Before going independent, I worked at Three29 as a UX/UI designer. The projects ran the full arc — card sorts and sitemaps, wireframes, then high-fidelity UI — across responsive websites and iOS/Android apps. A selection is below. The visuals are recovered from Three29's archived case studies, so a few survive only at lower resolution.
A volunteer-and-donation nonprofit had outgrown a static site organised around its own internal structure rather than its visitors. I ran card-sorting to rebuild the information architecture around donors and volunteers, produced the sitemap and wireframes, then designed a warmer, lighter UI across desktop and mobile — including a mobile-first rework of the project-opportunities map, so people can sign up to serve from anywhere.



A maker of zip lines and adventure attractions had an e-commerce-style site that buried the products and the fun. I wireframed and designed a bolder, responsive site built around big imagery and playful iconography — engineered to hold up from 320 to 1400px, including oversized hero banners that had to reflow cleanly on mobile.

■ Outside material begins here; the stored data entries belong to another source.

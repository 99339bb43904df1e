//! Applicators that combine subschemas over the same instance: `allOf`,
//! `anyOf`, `oneOf`, `not` and `if`/`then`/`else`. They run in the post
//! group, after every type-specific keyword.
use serde_json::Value;

use crate::compile::{Evaluated, Items, KeywordCx, KwError, Props, Sub};
use crate::error::CompileError;
use crate::ir::{Expr, Name, and, not, or};
use crate::types::TypeSet;
use crate::vocab::KeywordDefinition;

pub(crate) fn definitions() -> Vec<KeywordDefinition> {
    let schema = TypeSet::OBJECT | TypeSet::BOOLEAN;
    vec![
        KeywordDefinition::code(&["allOf"], all_of).schema_type(TypeSet::ARRAY).post(),
        KeywordDefinition::code(&["anyOf"], any_of).schema_type(TypeSet::ARRAY).post(),
        KeywordDefinition::code(&["oneOf"], one_of).schema_type(TypeSet::ARRAY).post(),
        KeywordDefinition::code(&["not"], negation).schema_type(schema).post(),
        KeywordDefinition::code(&["if"], if_then_else).schema_type(schema).post(),
    ]
}

fn schemas<'s>(cx: &KeywordCx<'_, 's>) -> Result<&'s [Value], CompileError> {
    match cx.schema() {
        Value::Array(list) if !list.is_empty() => Ok(list),
        _ => Err(cx.invalid_value("a non-empty array of schemas")),
    }
}

/// Whether merging what branches evaluated can still change anything.
fn merging(cx: &KeywordCx<'_, '_>) -> bool {
    cx.tracks_evaluated() && !(cx.props() == &Props::All && cx.items() == &Items::All)
}

fn all_of(cx: &mut KeywordCx<'_, '_>) -> Result<(), CompileError> {
    let list = schemas(cx)?;
    let valid = cx.g.let_("valid", Some(Expr::TRUE))?;
    for (i, schema) in list.iter().enumerate() {
        if cx.always_valid(schema) {
            continue;
        }
        let ev = cx.subschema(Sub::at(schema, format!("/{i}")), &valid)?;
        cx.merge_evaluated(ev)?;
        cx.ok(Expr::from(&valid));
    }
    Ok(())
}

fn any_of(cx: &mut KeywordCx<'_, '_>) -> Result<(), CompileError> {
    let list = schemas(cx)?;
    if !merging(cx) && list.iter().any(|s| cx.always_valid(s)) {
        return Ok(());
    }
    let merge = merging(cx);
    let errs = cx.errors_mark()?;
    let valid = cx.g.let_("valid", Some(Expr::FALSE))?;
    let flags = branch_flags(cx, list.len())?;
    let depth = cx.g.depth();
    let mut evaluated = Vec::with_capacity(list.len());
    for (i, schema) in list.iter().enumerate() {
        let ev = cx.subschema(Sub::at(schema, format!("/{i}")).composite(), &flags[i])?;
        cx.g.assign(&valid, or(Expr::from(&valid), Expr::from(&flags[i])));
        evaluated.push(ev);
        // stop at the first passing branch unless evaluation needs them all
        if !merge {
            cx.g.if_(not(Expr::from(&valid)));
        }
    }
    cx.g.close_ifs_to(depth)?;
    for (ev, flag) in evaluated.into_iter().zip(&flags) {
        cx.merge_valid_evaluated(ev, flag)?;
    }
    cx.result(Expr::from(&valid), KwError::new("must match a schema in anyOf"), Some(&errs))
}

fn one_of(cx: &mut KeywordCx<'_, '_>) -> Result<(), CompileError> {
    let list = schemas(cx)?;
    let errs = cx.errors_mark()?;
    let valid = cx.g.let_("valid", Some(Expr::FALSE))?;
    let passing = cx.g.let_("passing", Some(Expr::NULL))?;
    let flags = branch_flags(cx, list.len())?;
    let depth = cx.g.depth();
    let mut evaluated = Vec::with_capacity(list.len());
    for (i, schema) in list.iter().enumerate() {
        let flag = &flags[i];
        if cx.always_valid(schema) {
            cx.g.assign(flag, Expr::TRUE);
            evaluated.push(Evaluated::default());
        } else {
            evaluated.push(cx.subschema(Sub::at(schema, format!("/{i}")).composite(), flag)?);
        }
        if i > 0 {
            // a second passing branch settles it; the rest are skipped
            cx.g.if_(and(Expr::from(flag), Expr::from(&valid)));
            cx.g.assign(&valid, Expr::FALSE);
            cx.g.assign(&passing, Expr::Array(vec![Expr::from(&passing), Expr::num(i as f64)]));
            cx.g.else_()?;
        }
        cx.g.if_(Expr::from(flag));
        cx.g.assign(&valid, Expr::TRUE);
        cx.g.assign(&passing, Expr::num(i as f64));
        cx.g.end_if()?;
    }
    cx.g.close_ifs_to(depth)?;
    for (ev, flag) in evaluated.into_iter().zip(&flags) {
        cx.merge_valid_evaluated(ev, flag)?;
    }
    let err = KwError::new("must match exactly one schema in oneOf").param("passingSchemas", Expr::from(&passing));
    cx.result(Expr::from(&valid), err, Some(&errs))
}

/// One `false` flag per branch, declared where the keyword starts so that
/// merges after the branches see them whichever ran.
fn branch_flags(cx: &mut KeywordCx<'_, '_>, n: usize) -> Result<Vec<Name>, CompileError> {
    let mut flags = Vec::with_capacity(n);
    for _ in 0..n {
        flags.push(cx.g.let_("valid", Some(Expr::FALSE))?);
    }
    Ok(flags)
}

fn negation(cx: &mut KeywordCx<'_, '_>) -> Result<(), CompileError> {
    let err = KwError::new("must NOT be valid");
    let schema = cx.schema();
    if cx.always_valid(schema) {
        return cx.error(err);
    }
    let errs = cx.errors_mark()?;
    let valid = cx.g.let_("valid", Some(Expr::TRUE))?;
    cx.subschema(Sub::at(schema, "").composite().fail_fast(), &valid)?;
    cx.result(not(Expr::from(&valid)), err, Some(&errs))
}

// ---- if / then / else ---- //

fn clause<'s>(cx: &KeywordCx<'_, 's>, keyword: &str) -> Option<&'s Value> {
    cx.sibling(keyword).filter(|s| !cx.always_valid(s))
}

fn if_then_else(cx: &mut KeywordCx<'_, '_>) -> Result<(), CompileError> {
    let then_schema = clause(cx, "then");
    let else_schema = clause(cx, "else");
    if then_schema.is_none() && else_schema.is_none() {
        return cx.c.strict(CompileError::Ignored {
            message: "\"if\" without \"then\" and \"else\" is ignored".into(),
            path: cx.schema_path(),
        });
    }
    let valid = cx.g.let_("valid", Some(Expr::TRUE))?;
    let if_valid = cx.g.let_("valid", Some(Expr::TRUE))?;
    let then_valid = cx.g.let_("valid", Some(Expr::FALSE))?;
    let else_valid = cx.g.let_("valid", Some(Expr::FALSE))?;
    let if_clause = match (then_schema, else_schema) {
        (Some(_), Some(_)) => Some(cx.g.let_("ifClause", Some(Expr::UNDEF))?),
        _ => None,
    };

    let errs = cx.errors_mark()?;
    let if_ev = cx.subschema(Sub::at(cx.schema(), "").composite().fail_fast(), &if_valid)?;
    cx.reset(&errs);

    let mut then_ev = Evaluated::default();
    let mut else_ev = Evaluated::default();
    match (then_schema, else_schema) {
        (Some(then_s), Some(else_s)) => {
            cx.g.if_(Expr::from(&if_valid));
            then_ev = branch(cx, then_s, "then", &then_valid, &valid, if_clause.as_ref())?;
            cx.g.else_()?;
            else_ev = branch(cx, else_s, "else", &else_valid, &valid, if_clause.as_ref())?;
            cx.g.end_if()?;
        }
        (Some(then_s), None) => {
            cx.g.if_(Expr::from(&if_valid));
            then_ev = branch(cx, then_s, "then", &then_valid, &valid, None)?;
            cx.g.end_if()?;
        }
        (None, Some(else_s)) => {
            cx.g.if_(not(Expr::from(&if_valid)));
            else_ev = branch(cx, else_s, "else", &else_valid, &valid, None)?;
            cx.g.end_if()?;
        }
        (None, None) => {}
    }
    cx.merge_valid_evaluated(if_ev, &if_valid)?;
    cx.merge_valid_evaluated(then_ev, &then_valid)?;
    cx.merge_valid_evaluated(else_ev, &else_valid)?;

    let err = match (&if_clause, then_schema) {
        (Some(name), _) => KwError::new(vec![Expr::str("must match \""), Expr::from(name), Expr::str("\" schema")])
            .param("failingKeyword", Expr::from(name)),
        (None, Some(_)) => KwError::new("must match \"then\" schema").param("failingKeyword", Expr::str("then")),
        (None, None) => KwError::new("must match \"else\" schema").param("failingKeyword", Expr::str("else")),
    };
    cx.pass(Expr::from(&valid), err)
}

fn branch(
    cx: &mut KeywordCx<'_, '_>,
    schema: &Value,
    keyword: &str,
    flag: &Name,
    valid: &Name,
    if_clause: Option<&Name>,
) -> Result<Evaluated, CompileError> {
    let ev = cx.subschema(Sub::at(schema, "").keyword(keyword), flag)?;
    cx.g.assign(valid, Expr::from(flag));
    if let Some(name) = if_clause {
        cx.g.assign(name, Expr::str(keyword));
    }
    Ok(ev)
}

#[cfg(test)]
mod tests {
    use crate::{Options, SchemaRegistry, StrictMode};
    use serde_json::json;

    #[test]
    fn all_of_reports_the_failing_branch() {
        let mut reg = SchemaRegistry::new();
        let v = reg.compile(json!({"allOf": [{"type": "number"}, {"minimum": 3}]})).unwrap();
        assert!(v.is_valid(&json!(4)).unwrap());
        let out = v.validate(&json!(2)).unwrap();
        assert_eq!(out.errors[0].schema_path, "#/allOf/1/minimum");
    }

    #[test]
    fn any_of_keeps_branch_errors_only_on_failure() {
        let mut reg = SchemaRegistry::new();
        let v = reg.compile(json!({"anyOf": [{"type": "string"}, {"type": "number"}]})).unwrap();
        let out = v.validate(&json!(1)).unwrap();
        assert!(out.valid && out.errors.is_empty());
        let out = v.validate(&json!(null)).unwrap();
        let keywords: Vec<_> = out.errors.iter().map(|e| e.keyword.as_str()).collect();
        assert_eq!(keywords, ["type", "type", "anyOf"]);
        assert_eq!(out.errors[2].message, "must match a schema in anyOf");
    }

    #[test]
    fn one_of_reports_passing_schemas() {
        let mut reg = SchemaRegistry::new();
        let v = reg.compile(json!({"oneOf": [{"type": "integer"}, {"minimum": 2}, {"maximum": 0}]})).unwrap();
        assert!(v.is_valid(&json!(1)).unwrap());
        assert!(v.is_valid(&json!(2.5)).unwrap());
        let out = v.validate(&json!(3)).unwrap();
        let last = out.errors.last().unwrap();
        assert_eq!(last.message, "must match exactly one schema in oneOf");
        assert_eq!(last.params["passingSchemas"], json!([0, 1]));
        let out = v.validate(&json!(1.5)).unwrap();
        assert_eq!(out.errors.last().unwrap().params["passingSchemas"], json!(null));
    }

    #[test]
    fn not_inverts() {
        let mut reg = SchemaRegistry::new();
        let v = reg.compile(json!({"not": {"type": "string"}})).unwrap();
        assert!(v.validate(&json!(1)).unwrap().errors.is_empty());
        let out = v.validate(&json!("s")).unwrap();
        assert_eq!(out.errors.len(), 1);
        assert_eq!(out.errors[0].message, "must NOT be valid");
        assert!(!reg.compile(json!({"not": {}})).unwrap().is_valid(&json!(1)).unwrap());
    }

    #[test]
    fn if_picks_a_branch() {
        let mut reg = SchemaRegistry::with_options(Options { all_errors: true, ..Options::default() });
        let v = reg
            .compile(json!({
                "if": {"properties": {"kind": {"const": "a"}}},
                "then": {"required": ["a"]},
                "else": {"required": ["b"]}
            }))
            .unwrap();
        assert!(v.is_valid(&json!({"kind": "a", "a": 1})).unwrap());
        assert!(v.is_valid(&json!({"kind": "z", "b": 1})).unwrap());
        let out = v.validate(&json!({"kind": "a"})).unwrap();
        assert_eq!(out.errors[0].schema_path, "#/then/required");
        assert_eq!(out.errors[1].message, "must match \"then\" schema");
        assert_eq!(out.errors[1].params["failingKeyword"], json!("then"));
        let out = v.validate(&json!({"kind": "z"})).unwrap();
        assert_eq!(out.errors[1].params["failingKeyword"], json!("else"));
    }

    #[test]
    fn bare_if_is_ignored_unless_strict() {
        let mut reg = SchemaRegistry::new();
        assert!(reg.compile(json!({"if": {"type": "string"}})).unwrap().is_valid(&json!(1)).unwrap());
        let mut strict = SchemaRegistry::with_options(Options { strict: StrictMode::Error, ..Options::default() });
        assert!(strict.compile(json!({"if": {"type": "string"}})).is_err());
    }
}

A beloved Sacramento sushi group with a brand to guard closely — the logo stays whole, and it's never written with an apostrophe-s. After an on-site visit and a custom photo shoot, I built the sitemap and wireframes and designed a site drawing on Japanese prints, lettering and colour. Two directions were pitched internally; the client merged them into the final design.




The Sacramento History Museum wanted a tourism app that felt true to Old Sacramento's history while running on modern phones and GPS. I designed a map-based discovery experience and a landmarks browser rich with local history, alongside a low-cost activity pack — trivia, guided tours and coupons — that pulled in nearby businesses.



A nightlife startup came to the studio to relaunch its app with a new direction and identity. I worked with the founders to shape the feature set, then wireframed every screen for a smooth, playful interface while the team explored a fresh brand.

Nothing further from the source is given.